Word for word, retype the first line of the records and every following line through the one containing "call. Everything about".

Data extracted from a collection:
- Opening Delimiter -

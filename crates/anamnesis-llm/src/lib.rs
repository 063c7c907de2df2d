//! Anamnesis LLM Provider Layer
//!
//! Inference backends for slot extraction and the retrying client that sits
//! in front of them.
//!
//! # Architecture
//!
//! ```text
//! ExtractionRequest → InferenceClient (limiter, timeout, retry) → InferenceBackend
//! ```
//!
//! A backend performs exactly one request per call. Everything about
//! attempts, back-off, per-attempt deadlines and the in-flight ceiling lives
//! in [`InferenceClient`].
//!
//! # Providers
//!
//! - `MockProvider`: Deterministic mock for testing
//! - `OllamaProvider`: Local Ollama API integration
//!
//! # Examples
//!
//! ```
//! use anamnesis_llm::{InferenceBackend, MockProvider};
//!
//! # async fn example() {
//! let provider = MockProvider::new("Hello from LLM!");
//! let result = provider.generate("test prompt", 50).await.unwrap();
//! assert_eq!(result, "Hello from LLM!");
//! # }
//! ```

#![warn(missing_docs)]

pub mod client;
pub mod ollama;

use anamnesis_domain::ErrorDescriptor;
use async_trait::async_trait;
use std::collections::VecDeque;
use std::sync::atomic::{AtomicUsize, Ordering};
use std::sync::{Arc, Mutex, MutexGuard, PoisonError};
use std::time::Duration;
use thiserror::Error;

pub use client::{InferenceClient, RetryPolicy};
pub use ollama::OllamaProvider;

/// Errors raised while setting up a provider
///
/// Request-level failures are reported as [`ErrorDescriptor`]s instead.
#[derive(Error, Debug)]
pub enum LlmError {
    /// The HTTP client could not be constructed
    #[error("Failed to build HTTP client: {0}")]
    ClientBuild(String),

    /// The configured endpoint is unusable
    #[error("Invalid endpoint: {0}")]
    InvalidEndpoint(String),
}

/// A text-generation service: prompt in, text out
///
/// One call is one request. Implementations must not retry on their own.
#[async_trait]
pub trait InferenceBackend: Send + Sync {
    /// Generate a completion for `prompt` within `max_output_tokens`
    async fn generate(&self, prompt: &str, max_output_tokens: u32)
        -> Result<String, ErrorDescriptor>;

    /// Model identifier, for logs
    fn model_name(&self) -> &str {
        "unknown"
    }
}

#[async_trait]
impl<B: InferenceBackend + ?Sized> InferenceBackend for Arc<B> {
    async fn generate(
        &self,
        prompt: &str,
        max_output_tokens: u32,
    ) -> Result<String, ErrorDescriptor> {
        (**self).generate(prompt, max_output_tokens).await
    }

    fn model_name(&self) -> &str {
        (**self).model_name()
    }
}

/// Mock LLM provider for deterministic testing
///
/// This provider returns pre-configured responses without making any network
/// calls. Clones share their counters and scripts.
///
/// Outcomes are chosen in this order:
/// 1. the next scripted outcome queued with [`MockProvider::push_outcome`]
/// 2. the first registered marker contained in the prompt
/// 3. the default response
///
/// # Examples
///
/// ```
/// use anamnesis_llm::{InferenceBackend, MockProvider};
///
/// # async fn example() {
/// let mut provider = MockProvider::default();
/// provider.add_response("allergies", "None known");
/// provider.add_response("complaints", r#"{"Complaint": "headache"}"#);
///
/// let answer = provider.generate("State any allergies.\n\n...", 40).await.unwrap();
/// assert_eq!(answer, "None known");
/// # }
/// ```
#[derive(Debug, Clone)]
pub struct MockProvider {
    default_response: String,
    responses: Arc<Mutex<Vec<(String, Result<String, ErrorDescriptor>)>>>,
    scripted: Arc<Mutex<VecDeque<Result<String, ErrorDescriptor>>>>,
    prompts: Arc<Mutex<Vec<String>>>,
    latency: Duration,
    call_count: Arc<AtomicUsize>,
    in_flight: Arc<AtomicUsize>,
    peak_in_flight: Arc<AtomicUsize>,
}

impl MockProvider {
    /// Create a new MockProvider with a fixed response for all prompts
    pub fn new(response: impl Into<String>) -> Self {
        Self {
            default_response: response.into(),
            responses: Arc::new(Mutex::new(Vec::new())),
            scripted: Arc::new(Mutex::new(VecDeque::new())),
            prompts: Arc::new(Mutex::new(Vec::new())),
            latency: Duration::ZERO,
            call_count: Arc::new(AtomicUsize::new(0)),
            in_flight: Arc::new(AtomicUsize::new(0)),
            peak_in_flight: Arc::new(AtomicUsize::new(0)),
        }
    }

    /// Simulate backend latency on every call
    pub fn with_latency(mut self, latency: Duration) -> Self {
        self.latency = latency;
        self
    }

    /// Answer prompts containing `marker` with `response`
    pub fn add_response(&mut self, marker: impl Into<String>, response: impl Into<String>) {
        lock(&self.responses).push((marker.into(), Ok(response.into())));
    }

    /// Fail prompts containing `marker` with `error`
    pub fn add_error(&mut self, marker: impl Into<String>, error: ErrorDescriptor) {
        lock(&self.responses).push((marker.into(), Err(error)));
    }

    /// Queue an outcome for the next call, ahead of markers and the default
    pub fn push_outcome(&self, outcome: Result<String, ErrorDescriptor>) {
        lock(&self.scripted).push_back(outcome);
    }

    /// Get the number of times generate was called
    pub fn call_count(&self) -> usize {
        self.call_count.load(Ordering::SeqCst)
    }

    /// Reset the call count
    pub fn reset_call_count(&self) {
        self.call_count.store(0, Ordering::SeqCst);
    }

    /// Highest number of calls that were pending at the same time
    pub fn peak_in_flight(&self) -> usize {
        self.peak_in_flight.load(Ordering::SeqCst)
    }

    /// Prompts received so far, in call order
    pub fn prompts(&self) -> Vec<String> {
        lock(&self.prompts).clone()
    }

    fn next_outcome(&self, prompt: &str) -> Result<String, ErrorDescriptor> {
        if let Some(outcome) = lock(&self.scripted).pop_front() {
            return outcome;
        }

        lock(&self.responses)
            .iter()
            .find(|(marker, _)| prompt.contains(marker.as_str()))
            .map(|(_, outcome)| outcome.clone())
            .unwrap_or_else(|| Ok(self.default_response.clone()))
    }
}

impl Default for MockProvider {
    fn default() -> Self {
        Self::new("Default mock response")
    }
}

#[async_trait]
impl InferenceBackend for MockProvider {
    async fn generate(
        &self,
        prompt: &str,
        _max_output_tokens: u32,
    ) -> Result<String, ErrorDescriptor> {
        self.call_count.fetch_add(1, Ordering::SeqCst);
        lock(&self.prompts).push(prompt.to_string());

        let _gauge = InFlightGauge::enter(&self.in_flight, &self.peak_in_flight);
        if !self.latency.is_zero() {
            tokio::time::sleep(self.latency).await;
        }

        self.next_outcome(prompt)
    }

    fn model_name(&self) -> &str {
        "mock"
    }
}

/// Tracks pending calls; decrements even when the call future is dropped
struct InFlightGauge<'a> {
    current: &'a AtomicUsize,
}

impl<'a> InFlightGauge<'a> {
    fn enter(current: &'a AtomicUsize, peak: &AtomicUsize) -> Self {
        let now = current.fetch_add(1, Ordering::SeqCst) + 1;
        peak.fetch_max(now, Ordering::SeqCst);
        Self { current }
    }
}

impl Drop for InFlightGauge<'_> {
    fn drop(&mut self) {
        self.current.fetch_sub(1, Ordering::SeqCst);
    }
}

fn lock<T>(mutex: &Mutex<T>) -> MutexGuard<'_, T> {
    mutex.lock().unwrap_or_else(PoisonError::into_inner)
}

#[cfg(test)]
mod tests {
    use super::*;
    use anamnesis_domain::ErrorKind;

    #[tokio::test]
    async fn test_mock_provider_default() {
        let provider = MockProvider::new("Test response");
        let result = provider.generate("any prompt", 10).await;
        assert_eq!(result.unwrap(), "Test response");
    }

    #[tokio::test]
    async fn test_mock_provider_marker_responses() {
        let mut provider = MockProvider::default();
        provider.add_response("hello", "world");
        provider.add_response("foo", "bar");

        assert_eq!(provider.generate("say hello", 10).await.unwrap(), "world");
        assert_eq!(provider.generate("foo first", 10).await.unwrap(), "bar");
        assert_eq!(
            provider.generate("unknown", 10).await.unwrap(),
            "Default mock response"
        );
    }

    #[tokio::test]
    async fn test_mock_provider_scripted_outcomes_take_precedence() {
        let mut provider = MockProvider::new("fallback");
        provider.add_response("prompt", "marker");
        provider.push_outcome(Err(ErrorDescriptor::http_status(500, "boom")));
        provider.push_outcome(Ok("scripted".into()));

        let first = provider.generate("prompt", 10).await.unwrap_err();
        assert_eq!(first.kind, ErrorKind::HttpStatus);
        assert_eq!(provider.generate("prompt", 10).await.unwrap(), "scripted");
        assert_eq!(provider.generate("prompt", 10).await.unwrap(), "marker");
    }

    #[tokio::test]
    async fn test_mock_provider_call_count() {
        let provider = MockProvider::new("test");
        assert_eq!(provider.call_count(), 0);

        provider.generate("prompt1", 10).await.unwrap();
        provider.generate("prompt2", 10).await.unwrap();
        assert_eq!(provider.call_count(), 2);
        assert_eq!(provider.prompts(), vec!["prompt1", "prompt2"]);

        provider.reset_call_count();
        assert_eq!(provider.call_count(), 0);
    }

    #[tokio::test]
    async fn test_mock_provider_error() {
        let mut provider = MockProvider::default();
        provider.add_error("bad prompt", ErrorDescriptor::network("refused"));

        let result = provider.generate("a bad prompt", 10).await;
        assert_eq!(result.unwrap_err().kind, ErrorKind::NetworkException);
    }

    #[tokio::test]
    async fn test_mock_provider_clone_shares_state() {
        let provider1 = MockProvider::new("test");
        let provider2 = provider1.clone();

        provider1.generate("test", 10).await.unwrap();

        assert_eq!(provider1.call_count(), 1);
        assert_eq!(provider2.call_count(), 1);
    }

    #[tokio::test(start_paused = true)]
    async fn test_mock_provider_tracks_peak_in_flight() {
        let provider = MockProvider::new("ok").with_latency(Duration::from_millis(50));

        let (a, b, c) = tokio::join!(
            provider.generate("a", 1),
            provider.generate("b", 1),
            provider.generate("c", 1),
        );
        assert!(a.is_ok() && b.is_ok() && c.is_ok());
        assert_eq!(provider.peak_in_flight(), 3);
        assert_eq!(provider.in_flight.load(Ordering::SeqCst), 0);
    }
}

- Closing Delimiter -

-- Output for this exercise --
filename crates/anamnesis-llm/src/lib.rs
repository 063c7c907de2df2d
//! Anamnesis LLM Provider Layer
//!
//! Inference backends for slot extraction and the retrying client that sits
//! in front of them.
//!
//! # Architecture
//!
//! ```text
//! ExtractionRequest → InferenceClient (limiter, timeout, retry) → InferenceBackend
//! ```
//!
//! A backend performs exactly one request per call. Everything about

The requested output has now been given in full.